Ce fut pendant la nuit du 12 au 13 que, suivant quelques relations, ce prince aurait essayé de terminer ses jours par le poison. Voici le récit de M. de Norvins :

« Ayant fait appeler le duc de Vicence à une heure du matin, Napoléon lui dit de prendre dans son cabinet le portefeuille qui contenait le portrait et les lettres de l’Impératrice : « Gardez-les, lui dit-il ; vous les remettrez un jour à mon fils. Ne le quittez pas ; soyez-lui fidèle comme à moi. Remettez à l’impératrice la lettre que voici ; dites-lui que je ne déplore mes malheurs qu’à cause d’elle et du roi de Rome. N’ayant pu faire triompher la France de ses ennemis, je ne regrette point la vie. » L’Empereur lui dicta ses autres volontés et lui fit présent de son portrait sur un camée.
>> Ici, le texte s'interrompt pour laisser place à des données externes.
//! Engine configuration module
//!
//! This module provides type-safe configuration loading from environment variables
//! using the `config` and `dotenvy` crates. Configuration is loaded with the
//! `WTE_ENGINE` prefix and nested values use double underscores as separators.
//!
//! Every field has a default, so an empty environment yields the reference
//! behavior (1% IRR scan, ±10/20% price sensitivity, permissive rebalancing).
//! The calculation core never reads the environment itself; the host
//! application loads an [`EngineConfig`] and builds calculators from it.
//!
//! # Example
//!
//! ```no_run
//! use wte_decision_engine::config::EngineConfig;
//!
//! let config = EngineConfig::load().expect("Failed to load configuration");
//! config.validate().expect("Invalid configuration");
//! config.logging.init().expect("Failed to install subscriber");
//!
//! let calculator = config.financial_calculator().expect("Invalid financial settings");
//! ```

mod error;
mod logging;

pub use error::{ConfigError, ValidationError};
pub use logging::{LogFormat, LoggingConfig};

use serde::Deserialize;
use std::path::Path;

use crate::domain::financial::{FinancialCalculator, FinancialSettings};
use crate::domain::scoring::{ScoringSettings, WeightRebalancer};

const ENV_PREFIX: &str = "WTE_ENGINE";

/// Root engine configuration
#[derive(Debug, Clone, Default, Deserialize)]
pub struct EngineConfig {
    /// IRR scan and sensitivity settings
    #[serde(default)]
    pub financial: FinancialSettings,

    /// Weight bounds and rebalance policy
    #[serde(default)]
    pub scoring: ScoringSettings,

    /// Log filter and output format
    #[serde(default)]
    pub logging: LoggingConfig,
}

impl EngineConfig {
    /// Load configuration from environment variables
    ///
    /// This function:
    /// 1. Loads `.env` file if present (for development)
    /// 2. Reads environment variables with `WTE_ENGINE` prefix
    /// 3. Uses `__` (double underscore) to separate nested values
    ///
    /// # Environment Variable Format
    ///
    /// - `WTE_ENGINE__SCORING__REBALANCE_POLICY=reclamp` -> `scoring.rebalance_policy`
    /// - `WTE_ENGINE__FINANCIAL__IRR__METHOD=bisection` -> `financial.irr.method`
    ///
    /// # Errors
    ///
    /// Returns `ConfigError` if values cannot be parsed into expected types.
    pub fn load() -> Result<Self, ConfigError> {
        dotenvy::dotenv().ok();

        let config = config::Config::builder()
            .add_source(environment())
            .build()?
            .try_deserialize()?;

        Ok(config)
    }

    /// Load configuration from a file, with environment variables layered on top
    ///
    /// The file format is inferred from the extension (e.g. `engine.toml`).
    pub fn load_from_file(path: impl AsRef<Path>) -> Result<Self, ConfigError> {
        dotenvy::dotenv().ok();

        let config = config::Config::builder()
            .add_source(config::File::from(path.as_ref()))
            .add_source(environment())
            .build()?
            .try_deserialize()?;

        Ok(config)
    }

    /// Validate all configuration values
    ///
    /// # Errors
    ///
    /// Returns `ValidationError` naming the first invalid section.
    pub fn validate(&self) -> Result<(), ValidationError> {
        self.financial
            .validate()
            .map_err(ValidationError::section("financial"))?;
        self.scoring
            .validate()
            .map_err(ValidationError::section("scoring"))?;
        self.logging.validate()?;
        Ok(())
    }

    /// Build a financial calculator from these settings
    ///
    /// # Errors
    ///
    /// Returns `ValidationError::InvalidSection` for the `financial` section.
    pub fn financial_calculator(&self) -> Result<FinancialCalculator, ValidationError> {
        FinancialCalculator::new(self.financial.clone())
            .map_err(ValidationError::section("financial"))
    }

    /// Build a weight rebalancer from these settings
    ///
    /// # Errors
    ///
    /// Returns `ValidationError::InvalidSection` for the `scoring` section.
    pub fn weight_rebalancer(&self) -> Result<WeightRebalancer, ValidationError> {
        WeightRebalancer::new(self.scoring.clone()).map_err(ValidationError::section("scoring"))
    }
}

fn environment() -> config::Environment {
    config::Environment::default()
        .prefix(ENV_PREFIX)
        .prefix_separator("__")
        .separator("__")
}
Napoléon lui parlait encore quand il fut interrompu par une crise subite qui effraya le duc de Vicence : ses yeux se voilèrent, parfois il paraissait s’assoupir pour ne plus se réveiller, quand une sueur de glace le couvrit, et soudain une sueur violente, qui raidit ses membres, amena des vomissements. Napoléon tenait fortement le duc de Vicence afin qu’il ne lui échappât point, lui répétant que s’il était son ami, il ne devait pas s’opposer à ce qu’il terminât son existence.

Ce combat de la vie contre la mort dura près de trois quarts d’heure.

Enfin, les vomissements ayant débarrassé l’Empereur : « C’en est fait, dit-il, la mort ne veut pas de moi. » Et tout de suite il fit appeler son chirurgien Yvan et lui demanda une potion. Celui-ci, atterré par cette demande, prit la fuite et quitta Fontainebleau. La crise avait été si violente que le 13 l’Empereur ne put se lever avant onze heures. »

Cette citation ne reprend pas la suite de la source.